Australian experts said wild koala population is rapidly declining and the Australian government needs to act within days if the iconic Aussie species are to survive.
Fragile Koala populations need urgent protection under national environment laws, according to the Australian Greens and environmental experts.
The Federal Australian Government currently lists the koala as a 'priority species' for conservation status assessment, although the marsupial - so synonymous with Australia - is still not officially listed as endangered.
Koala numbers are dropping with estimates of between 80,000 and 100,000 left in the wild. The fate of the species could be determined by decisions made in the next few days.
A senate inquiry initiated by the Greens Party has examined the mounting evidence and recommended that the koala be considered for listed as a vulnerable species in areas of significant population decline, with the Government due to make its decision next week.
"We simply can't imagine an Australia without our unique and precious koalas, but that's exactly what experts are saying we could see the extinction of koalas in the wild in our lifetime," Australian Greens spokesperson Senator Larissa Waters said.
Koala numbers have plummeted over the last decade, with some assessments suggesting a more than 90 percent drop in some populations.
Restricted to a small crescent of eucalyptus forests on the eastern coast of Australia, Koalas are vulnerable to an array of modern hazards from over-logging, agriculture, climate and urban encroachment.
As development and infrastructure projects continue to drive human populations through Koala sanctuaries, other threats have arisen, from dog attacks to the rise of a fatal form of the sexually transmitted human disease, Chlamydia.
"In the Koala Coast region of south east Queensland, my home state, koala numbers have been in freefall over the last fifteen years, with less than 2,000 remaining in the wild." Senator Waters told Xinhua.
An expert on Koala habitat, Sydney University's Dr Mathew Crowther says the animal that clings to visiting dignitaries and features on postcards, tea towels and coins is in dramatic decline.

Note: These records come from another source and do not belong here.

//! Console and per-run log file setup.

use std::fs::File;
use std::path::{Path, PathBuf};
use std::sync::Mutex;

use tracing_subscriber::{fmt, prelude::*, EnvFilter};

const DEFAULT_FILTER: &str = "warn,k1_cli=info,k1_cloud=info,k1_scm=info";
const VERBOSE_FILTER: &str = "info,k1_cli=debug,k1_cloud=debug,k1_scm=debug";

/// Path of this run's log file under `logs`.
#[must_use]
pub fn log_file_path(logs: &Path) -> PathBuf {
    let epoch = chrono::Utc::now().timestamp();
    logs.join(format!("log_{epoch}.log"))
}

/// Install the global subscriber.
///
/// The console gets human-readable lines; `log_file` (if it can be created)
/// gets one JSON object per event. `RUST_LOG` overrides the default filter.
/// Returns the log file path actually in use.
pub fn init(verbose: bool, log_file: Option<PathBuf>) -> Option<PathBuf> {
    let filter = EnvFilter::try_from_default_env().unwrap_or_else(|_| {
        EnvFilter::new(if verbose { VERBOSE_FILTER } else { DEFAULT_FILTER })
    });

    let file = log_file.and_then(|path| {
        if let Some(dir) = path.parent() {
            std::fs::create_dir_all(dir).ok()?;
        }
        File::create(&path).ok().map(|file| (path, file))
    });
    let (path, file_layer) = match file {
        Some((path, file)) => (
            Some(path),
            Some(
                fmt::layer()
                    .json()
                    .with_current_span(false)
                    .with_writer(Mutex::new(file)),
            ),
        ),
        None => (None, None),
    };

    tracing_subscriber::registry()
        .with(filter)
        .with(fmt::layer().with_target(false).with_writer(std::io::stderr))
        .with(file_layer)
        .init();
    path
}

He said, "Some populations are quite close to the edge. Some are - we know of local populations going extinct, particularly in northern New South Wales and Queensland, that's where koalas are particularly threatened."
??That view will be tested by the Federal Government's Minister for the Environment Tony Burke next Monday. Senator Waters says it's a critical moment in the future of Australia's unique natural heritage.
"Australia is going backwards in the fight to save our precious and diverse wildlife, and unfortunately the koala is just one of many species in decline and moving closer every day towards extinction."